__EXERCISE GOAL__: Starting at the line below holding "failed LLM calls." and stopping at the line holding "Delay before retry", print every line exactly, both ends included, and leave the rest out.

__Items from a data source__:
================

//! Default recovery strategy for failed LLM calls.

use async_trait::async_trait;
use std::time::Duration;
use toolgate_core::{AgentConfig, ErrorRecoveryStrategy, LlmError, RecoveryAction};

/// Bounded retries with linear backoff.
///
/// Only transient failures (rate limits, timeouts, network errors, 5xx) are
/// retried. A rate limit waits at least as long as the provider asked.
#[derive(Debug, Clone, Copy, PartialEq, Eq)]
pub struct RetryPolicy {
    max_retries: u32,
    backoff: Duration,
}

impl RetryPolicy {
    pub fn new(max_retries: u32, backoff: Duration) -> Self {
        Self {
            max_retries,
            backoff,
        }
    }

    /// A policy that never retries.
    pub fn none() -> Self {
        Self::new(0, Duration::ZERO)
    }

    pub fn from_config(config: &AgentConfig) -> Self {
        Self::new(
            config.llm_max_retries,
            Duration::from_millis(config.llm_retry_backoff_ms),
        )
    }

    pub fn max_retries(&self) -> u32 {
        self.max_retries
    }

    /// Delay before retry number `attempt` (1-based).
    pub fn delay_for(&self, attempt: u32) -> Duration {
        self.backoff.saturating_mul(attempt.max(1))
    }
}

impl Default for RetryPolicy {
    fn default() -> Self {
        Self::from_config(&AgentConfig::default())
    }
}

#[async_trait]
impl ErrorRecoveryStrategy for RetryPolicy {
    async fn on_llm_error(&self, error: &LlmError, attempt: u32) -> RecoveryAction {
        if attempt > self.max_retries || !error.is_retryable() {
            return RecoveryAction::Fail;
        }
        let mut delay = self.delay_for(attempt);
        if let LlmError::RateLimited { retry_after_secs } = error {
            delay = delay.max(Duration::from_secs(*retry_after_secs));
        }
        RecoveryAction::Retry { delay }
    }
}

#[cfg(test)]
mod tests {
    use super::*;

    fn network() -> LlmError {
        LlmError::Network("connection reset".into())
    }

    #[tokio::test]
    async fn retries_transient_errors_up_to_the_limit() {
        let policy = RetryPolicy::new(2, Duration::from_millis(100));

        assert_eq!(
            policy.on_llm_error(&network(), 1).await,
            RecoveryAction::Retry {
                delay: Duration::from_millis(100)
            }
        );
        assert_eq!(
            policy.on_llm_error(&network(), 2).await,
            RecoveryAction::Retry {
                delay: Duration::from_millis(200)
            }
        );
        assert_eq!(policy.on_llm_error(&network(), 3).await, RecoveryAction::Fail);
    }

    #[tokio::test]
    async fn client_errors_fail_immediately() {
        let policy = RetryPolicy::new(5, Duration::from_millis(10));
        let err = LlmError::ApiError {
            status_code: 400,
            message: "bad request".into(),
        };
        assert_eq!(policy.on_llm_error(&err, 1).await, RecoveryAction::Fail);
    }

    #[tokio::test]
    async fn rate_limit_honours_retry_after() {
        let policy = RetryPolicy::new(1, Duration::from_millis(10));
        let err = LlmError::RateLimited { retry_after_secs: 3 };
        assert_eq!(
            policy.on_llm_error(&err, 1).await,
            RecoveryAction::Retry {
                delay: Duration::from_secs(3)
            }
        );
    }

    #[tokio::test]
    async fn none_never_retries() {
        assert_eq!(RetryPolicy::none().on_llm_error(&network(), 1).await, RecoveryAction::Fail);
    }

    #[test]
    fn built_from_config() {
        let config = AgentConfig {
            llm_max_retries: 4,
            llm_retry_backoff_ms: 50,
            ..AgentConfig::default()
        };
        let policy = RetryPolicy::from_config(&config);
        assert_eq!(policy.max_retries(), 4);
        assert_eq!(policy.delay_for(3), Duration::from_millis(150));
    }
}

================

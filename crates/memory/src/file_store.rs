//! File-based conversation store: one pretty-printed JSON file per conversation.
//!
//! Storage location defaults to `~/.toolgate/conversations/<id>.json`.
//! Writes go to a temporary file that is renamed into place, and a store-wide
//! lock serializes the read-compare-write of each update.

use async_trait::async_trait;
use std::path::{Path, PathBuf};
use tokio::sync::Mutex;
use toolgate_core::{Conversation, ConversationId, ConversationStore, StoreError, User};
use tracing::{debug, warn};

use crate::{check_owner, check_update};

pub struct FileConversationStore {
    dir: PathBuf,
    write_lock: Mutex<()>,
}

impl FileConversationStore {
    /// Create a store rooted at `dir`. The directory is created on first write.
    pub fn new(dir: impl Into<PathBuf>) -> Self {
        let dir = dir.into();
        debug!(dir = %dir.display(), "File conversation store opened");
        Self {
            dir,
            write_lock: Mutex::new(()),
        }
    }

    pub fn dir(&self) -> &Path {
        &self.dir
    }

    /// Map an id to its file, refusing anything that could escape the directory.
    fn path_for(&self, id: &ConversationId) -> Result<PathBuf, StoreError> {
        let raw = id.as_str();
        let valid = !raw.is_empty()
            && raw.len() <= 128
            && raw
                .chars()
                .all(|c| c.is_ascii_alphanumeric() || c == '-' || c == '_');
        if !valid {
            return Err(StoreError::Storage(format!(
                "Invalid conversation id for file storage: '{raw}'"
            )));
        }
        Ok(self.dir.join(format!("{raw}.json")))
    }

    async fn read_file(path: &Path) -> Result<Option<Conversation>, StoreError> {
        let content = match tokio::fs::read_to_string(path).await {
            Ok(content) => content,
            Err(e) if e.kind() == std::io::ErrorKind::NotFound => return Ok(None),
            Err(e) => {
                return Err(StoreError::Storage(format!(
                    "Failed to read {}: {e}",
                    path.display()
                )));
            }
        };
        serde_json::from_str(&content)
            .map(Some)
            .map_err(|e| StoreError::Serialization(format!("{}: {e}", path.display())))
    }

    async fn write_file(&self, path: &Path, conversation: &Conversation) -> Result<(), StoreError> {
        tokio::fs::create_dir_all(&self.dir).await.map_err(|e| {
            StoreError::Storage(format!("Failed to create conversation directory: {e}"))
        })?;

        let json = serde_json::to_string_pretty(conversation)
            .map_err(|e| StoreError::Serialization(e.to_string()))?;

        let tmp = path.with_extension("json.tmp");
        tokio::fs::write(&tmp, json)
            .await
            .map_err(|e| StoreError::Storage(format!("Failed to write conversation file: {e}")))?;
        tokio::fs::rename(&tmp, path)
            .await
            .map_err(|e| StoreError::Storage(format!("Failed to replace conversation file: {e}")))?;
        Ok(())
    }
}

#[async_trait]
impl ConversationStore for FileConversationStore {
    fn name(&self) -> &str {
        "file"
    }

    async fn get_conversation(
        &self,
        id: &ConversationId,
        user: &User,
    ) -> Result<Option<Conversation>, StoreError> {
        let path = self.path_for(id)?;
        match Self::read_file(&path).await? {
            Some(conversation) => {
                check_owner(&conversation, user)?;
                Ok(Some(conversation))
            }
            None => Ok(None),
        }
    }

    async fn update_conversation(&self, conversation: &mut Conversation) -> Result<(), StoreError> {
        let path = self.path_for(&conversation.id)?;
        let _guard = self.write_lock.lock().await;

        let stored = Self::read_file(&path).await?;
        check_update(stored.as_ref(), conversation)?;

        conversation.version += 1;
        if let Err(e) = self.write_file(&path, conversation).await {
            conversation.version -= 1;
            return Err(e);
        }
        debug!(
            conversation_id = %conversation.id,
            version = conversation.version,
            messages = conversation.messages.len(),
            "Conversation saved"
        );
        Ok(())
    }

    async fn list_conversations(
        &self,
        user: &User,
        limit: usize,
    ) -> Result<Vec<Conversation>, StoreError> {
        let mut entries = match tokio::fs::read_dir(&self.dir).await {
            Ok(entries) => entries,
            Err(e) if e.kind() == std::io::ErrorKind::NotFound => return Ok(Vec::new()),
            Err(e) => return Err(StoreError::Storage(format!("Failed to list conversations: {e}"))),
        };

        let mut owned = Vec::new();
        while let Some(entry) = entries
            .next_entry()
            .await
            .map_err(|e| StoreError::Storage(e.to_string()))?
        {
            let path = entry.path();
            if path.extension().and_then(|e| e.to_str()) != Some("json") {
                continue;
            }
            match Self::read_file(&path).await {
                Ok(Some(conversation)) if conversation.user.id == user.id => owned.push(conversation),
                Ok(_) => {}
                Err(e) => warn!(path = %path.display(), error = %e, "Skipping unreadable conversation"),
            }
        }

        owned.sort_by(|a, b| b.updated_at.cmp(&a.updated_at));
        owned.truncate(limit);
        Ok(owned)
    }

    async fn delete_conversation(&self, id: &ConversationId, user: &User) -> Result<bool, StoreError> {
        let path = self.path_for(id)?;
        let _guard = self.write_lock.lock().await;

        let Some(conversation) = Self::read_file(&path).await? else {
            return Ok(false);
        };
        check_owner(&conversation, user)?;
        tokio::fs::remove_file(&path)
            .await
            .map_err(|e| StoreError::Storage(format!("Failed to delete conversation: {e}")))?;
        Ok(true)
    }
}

================

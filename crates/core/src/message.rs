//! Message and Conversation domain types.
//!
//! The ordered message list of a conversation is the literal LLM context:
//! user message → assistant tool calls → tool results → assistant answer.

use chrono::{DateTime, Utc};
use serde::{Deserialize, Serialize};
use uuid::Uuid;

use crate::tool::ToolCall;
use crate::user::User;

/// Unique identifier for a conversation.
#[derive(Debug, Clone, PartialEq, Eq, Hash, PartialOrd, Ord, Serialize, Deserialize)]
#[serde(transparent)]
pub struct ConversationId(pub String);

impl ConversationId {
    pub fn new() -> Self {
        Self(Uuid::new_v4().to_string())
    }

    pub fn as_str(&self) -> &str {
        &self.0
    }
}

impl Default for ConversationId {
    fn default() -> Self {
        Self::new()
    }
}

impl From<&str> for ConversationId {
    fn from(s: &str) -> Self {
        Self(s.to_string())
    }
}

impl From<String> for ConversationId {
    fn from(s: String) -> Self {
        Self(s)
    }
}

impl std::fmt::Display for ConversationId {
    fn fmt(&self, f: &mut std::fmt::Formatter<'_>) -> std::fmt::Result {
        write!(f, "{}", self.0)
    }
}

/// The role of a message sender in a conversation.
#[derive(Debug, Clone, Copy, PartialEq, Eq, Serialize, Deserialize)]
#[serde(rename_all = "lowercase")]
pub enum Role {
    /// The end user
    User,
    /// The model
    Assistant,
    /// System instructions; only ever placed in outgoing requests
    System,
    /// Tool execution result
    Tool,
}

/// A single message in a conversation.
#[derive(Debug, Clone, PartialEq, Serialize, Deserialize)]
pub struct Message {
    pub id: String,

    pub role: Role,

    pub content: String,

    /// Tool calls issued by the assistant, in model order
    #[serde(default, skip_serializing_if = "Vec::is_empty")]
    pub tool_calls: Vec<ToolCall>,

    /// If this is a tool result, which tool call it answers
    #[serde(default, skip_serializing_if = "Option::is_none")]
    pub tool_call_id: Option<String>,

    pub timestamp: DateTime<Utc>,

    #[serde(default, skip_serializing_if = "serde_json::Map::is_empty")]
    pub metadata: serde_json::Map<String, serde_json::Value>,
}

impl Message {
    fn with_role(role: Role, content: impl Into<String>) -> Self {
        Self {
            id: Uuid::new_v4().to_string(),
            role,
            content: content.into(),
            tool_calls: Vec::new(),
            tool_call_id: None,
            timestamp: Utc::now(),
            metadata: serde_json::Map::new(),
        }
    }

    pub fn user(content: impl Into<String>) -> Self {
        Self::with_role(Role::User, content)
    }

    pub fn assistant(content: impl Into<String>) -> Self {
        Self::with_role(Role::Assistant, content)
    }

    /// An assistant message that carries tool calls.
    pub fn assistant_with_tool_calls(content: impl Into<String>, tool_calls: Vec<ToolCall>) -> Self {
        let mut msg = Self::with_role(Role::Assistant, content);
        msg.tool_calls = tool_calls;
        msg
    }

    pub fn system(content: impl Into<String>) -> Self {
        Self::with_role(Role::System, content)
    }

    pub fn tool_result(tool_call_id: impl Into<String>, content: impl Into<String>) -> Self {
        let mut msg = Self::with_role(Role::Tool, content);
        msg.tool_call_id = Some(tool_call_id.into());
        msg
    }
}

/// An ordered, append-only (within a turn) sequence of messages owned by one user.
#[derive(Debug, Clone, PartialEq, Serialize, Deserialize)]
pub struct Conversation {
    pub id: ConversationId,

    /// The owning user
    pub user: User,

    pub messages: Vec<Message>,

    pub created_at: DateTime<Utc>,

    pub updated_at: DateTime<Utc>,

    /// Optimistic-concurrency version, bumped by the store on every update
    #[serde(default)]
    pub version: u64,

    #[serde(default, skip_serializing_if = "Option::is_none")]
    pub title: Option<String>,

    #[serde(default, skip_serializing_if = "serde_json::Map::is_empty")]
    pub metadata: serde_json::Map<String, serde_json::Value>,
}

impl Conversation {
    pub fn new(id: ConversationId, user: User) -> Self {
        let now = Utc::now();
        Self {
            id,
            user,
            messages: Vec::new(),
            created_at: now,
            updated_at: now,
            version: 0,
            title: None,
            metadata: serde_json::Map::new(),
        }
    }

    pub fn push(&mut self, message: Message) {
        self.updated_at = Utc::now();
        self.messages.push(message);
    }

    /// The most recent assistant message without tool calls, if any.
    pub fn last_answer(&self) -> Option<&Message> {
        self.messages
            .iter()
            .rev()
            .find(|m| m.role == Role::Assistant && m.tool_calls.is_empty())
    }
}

================

__THE ANSWER__:
//! Default recovery strategy for failed LLM calls.

use async_trait::async_trait;
use std::time::Duration;
use toolgate_core::{AgentConfig, ErrorRecoveryStrategy, LlmError, RecoveryAction};

/// Bounded retries with linear backoff.
///
/// Only transient failures (rate limits, timeouts, network errors, 5xx) are
/// retried. A rate limit waits at least as long as the provider asked.
#[derive(Debug, Clone, Copy, PartialEq, Eq)]
pub struct RetryPolicy {
    max_retries: u32,
    backoff: Duration,
}

impl RetryPolicy {
    pub fn new(max_retries: u32, backoff: Duration) -> Self {
        Self {
            max_retries,
            backoff,
        }
    }

    /// A policy that never retries.
    pub fn none() -> Self {
        Self::new(0, Duration::ZERO)
    }

    pub fn from_config(config: &AgentConfig) -> Self {
        Self::new(
            config.llm_max_retries,
            Duration::from_millis(config.llm_retry_backoff_ms),
        )
    }

    pub fn max_retries(&self) -> u32 {
        self.max_retries
    }

    /// Delay before retry number `attempt` (1-based).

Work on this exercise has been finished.